Es gibt nur wenige Gestalter, die mehr als Möbelhersteller sind, die Möbel und Räumlichkeiten nur nach ihren eigenen gestalterischen Ideen gestalten und dann von ihnen ihren Lebensunterhalt bestreiten können. Die meisten Möbelkonstrukteure sind an der Auftragsarbeit rund ums Thema Wohnraum beteiligt - die begehrtesten Gegenstände sind Tisch, Schrank und Lampe für Bad, Küchen und Schlafzimmertür.

Es gibt viele freiberufliche Mitarbeiter Es gibt viele freiberufliche Designer - obwohl dies derzeit eine schwierige Aufgabe ist, wie Prof. Gebert bekräftigt. "Sie müssen beweglich sein", sagt Produkt-Designer Boris Richter. Auftraggeber für die angestellten Designer sind große Designstudios, die für Möbelunternehmen oder die Design-Abteilungen der Unternehmen selbst einkaufen.

Allerdings konkurrieren dort die auf Möbel spezialisierten Gestalter mit anderen Berufen.
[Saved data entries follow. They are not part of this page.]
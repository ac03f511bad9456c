//! Versioned telemetry snapshots.
//!
//! The control core periodically serializes a [`Snapshot`] of the
//! robot blackboard plus controller bookkeeping. Every snapshot
//! carries [`PROTOCOL_VERSION`]; consumers must probe the version
//! before interpreting any other field, and treat a mismatch as an
//! error rather than guessing at field meanings.

use serde::{Deserialize, Serialize};
use static_assertions::const_assert;

use crate::consts::MAX_TRANSITION_EVENTS;
use crate::error::TelemetryError;
use crate::state::{BatteryRails, LegDof, LegTorque, RobotState};

/// Telemetry protocol version. Bump on any incompatible change to
/// [`Snapshot`] or its nested types.
pub const PROTOCOL_VERSION: u32 = 1;

const_assert!(PROTOCOL_VERSION > 0);
const_assert!(MAX_TRANSITION_EVENTS >= 4);

// ─── Snapshot Types ─────────────────────────────────────────────────

/// One gait state transition observed during the reporting interval.
#[derive(Debug, Clone, Copy, PartialEq, Serialize, Deserialize)]
pub struct TransitionEvent {
    /// Time of the transition [s].
    pub t: f64,
    /// State id before the transition.
    pub from: u8,
    /// State id after the transition.
    pub to: u8,
}

/// Controller-side bookkeeping attached to a snapshot.
#[derive(Debug, Clone, Default, PartialEq, Serialize, Deserialize)]
pub struct ControllerSnapshot {
    /// Current gait state id (controller-specific numbering).
    pub state_id: u8,
    /// Time spent in the current state [s].
    pub elapsed: f64,
    /// Index of the current stance leg (0 = left, 1 = right).
    pub stance_leg: u8,
    /// Transitions since the previous snapshot, oldest first. Bounded;
    /// overflow drops the oldest events.
    #[serde(default)]
    pub transitions: heapless::Vec<TransitionEvent, MAX_TRANSITION_EVENTS>,
}

/// Cycle timing measurements [µs].
#[derive(Debug, Clone, Copy, Default, PartialEq, Serialize, Deserialize)]
pub struct TickTiming {
    /// Time spent reading and filtering sensors.
    pub sensor_us: u32,
    /// Total busy time of the tick.
    pub total_us: u32,
    /// Ticks that overran the cycle budget since startup.
    pub overruns: u64,
}

/// Per-foot contact summary.
#[derive(Debug, Clone, Copy, Default, PartialEq, Serialize, Deserialize)]
pub struct ContactSnapshot {
    pub back_contact: bool,
    pub front_contact: bool,
    pub back_count: i32,
    pub front_count: i32,
}

/// A complete telemetry frame.
#[derive(Debug, Clone, PartialEq, Serialize, Deserialize)]
pub struct Snapshot {
    /// Protocol version; must equal [`PROTOCOL_VERSION`] to interpret
    /// the rest of the frame.
    pub version: u32,
    /// Tick counter at capture time.
    pub tick: u64,
    /// Robot time [s].
    pub t: f64,

    /// Hip roll angle, velocity, torque.
    pub hip_roll: [f64; 3],
    /// Per-leg joint angles.
    pub q: [LegDof; 2],
    /// Per-leg joint velocities.
    pub qd: [LegDof; 2],
    /// Per-leg commanded torques.
    pub tau: [LegTorque; 2],
    /// Per-foot debounced contact summaries.
    pub contact: [ContactSnapshot; 2],
    /// Battery rail voltages.
    pub battery: BatteryRails,
    /// Motor power enable mask (raw bits).
    pub powered: u8,
    /// Amplifier fault mask (raw bits).
    pub motor_faults: u8,

    /// Controller bookkeeping.
    pub controller: ControllerSnapshot,
    /// Cycle timing.
    pub timing: TickTiming,
}

impl Snapshot {
    /// Capture a frame from the blackboard and controller bookkeeping.
    pub fn capture(
        tick: u64,
        state: &RobotState,
        controller: ControllerSnapshot,
        timing: TickTiming,
    ) -> Self {
        let contact = [0, 1].map(|i| {
            let foot = &state.foot[i];
            ContactSnapshot {
                back_contact: foot.back.contact,
                front_contact: foot.front.contact,
                back_count: foot.back.count,
                front_count: foot.front.count,
            }
        });
        Self {
            version: PROTOCOL_VERSION,
            tick,
            t: state.t,
            hip_roll: [state.hip_roll_q, state.hip_roll_qd, state.hip_roll_tau],
            q: state.q,
            qd: state.qd,
            tau: state.tau,
            contact,
            battery: state.battery,
            powered: state.powered.bits(),
            motor_faults: state.motor_faults.bits(),
            controller,
            timing,
        }
    }

    /// Serialize to a JSON line.
    pub fn encode(&self) -> Result<String, TelemetryError> {
        serde_json::to_string(self).map_err(|e| TelemetryError::Encode(e.to_string()))
    }

    /// Deserialize a frame, checking the protocol version first.
    pub fn decode(raw: &str) -> Result<Self, TelemetryError> {
        let probe: VersionProbe =
            serde_json::from_str(raw).map_err(|e| TelemetryError::Decode(e.to_string()))?;
        if probe.version != PROTOCOL_VERSION {
            return Err(TelemetryError::VersionMismatch {
                expected: PROTOCOL_VERSION,
                found: probe.version,
            });
        }
        serde_json::from_str(raw).map_err(|e| TelemetryError::Decode(e.to_string()))
    }
}

/// Minimal frame header for version checking without a full parse.
#[derive(Deserialize)]
struct VersionProbe {
    version: u32,
}

// ─── Tests ──────────────────────────────────────────────────────────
Das Konstruktionsbüro des Aicher Küchenproduzenten Bulgariens beispielsweise wird nicht von Spezialmöbeldesignern, sondern von "allgemeinen" Designern und Inneneinrichtern besetzt. "Die Bewerber müssen die Begeisterung für den Job spüren", unterstreicht der Personalchef.

Studium für zukünftige Möbeldesigner: Wenn Sie ein Studium anstreben, müssen Sie in der Regel ein Zulassungs- und Aufnahmeverfahren absolvieren. Der Abschluss ist von untergeordneter Bedeutung ý Erfahrungen und Arbeitsmuster sind die bedeutendsten Referenzen für die Laufbahn von Einrichtungsdesignern. "Wo jemand herkommt, ist meist egal", sagt Prof. Gebert zum Themenkomplex Bildung und Beruf.

Nichtsdestotrotz ist ein Studiengang Möbeldesign ein absoluter Pluspunkt für den angehenden Einrichtungsdesigner. Auch andere Designkarrieren bleiben für Hochschulabsolventen offen - hilfreich auf dem angespannten Stellenmarkt für Möbel-Designer. Praktikum während des Studienaufenthaltes Um den Erfahrungshintergrund der Studenten zu vergrößern, sind Praktika in der Regel Bestandteil der Designkurse.

"Einige Studenten gründen während ihrer Ausbildungszeit ein kleines Konstruktionsbüro", sagt Jakob Gebert. Auch Boris Richter, der sein Design-Studio RED SAW in der Nähe von St. Andreasberg leitet, hat schon frühzeitig seinen Beruf erlernt. Seine Firma wurde in Vancouver, Kanada gegründet, lange bevor er seinen Studienabschluss als Produkt-Designer machte.

Das sollten Möbel-Designer mitbringen: Möbel-Designer müssen eine starke kundenorientierte Ausrichtung haben, ob sie nun in der Branche oder als Freelancer sind. "Sie müssen sich selbst zurückholen und etwas für andere entwickeln", so Boris Richter. Denn es ist nicht Sache der Möbel-Designer, die ganze Erde nach eigenen Ideen zu entwerfen.

Mein Job ist es dann, Anfragen zu formulieren und ihre Ideen zu entwickeln", sagt er. Computerdesign Wenn es um einen neuen Kundenauftrag geht, ist der erste Schritt ein intensives Gespräch mit dem Auftraggeber, in dem das Gesamtkonzept erörtert wird. Es ist weitgehend eine persönliche Präferenz, ob Möbel-Designer ihre Designs von Hand oder am Rechner malen.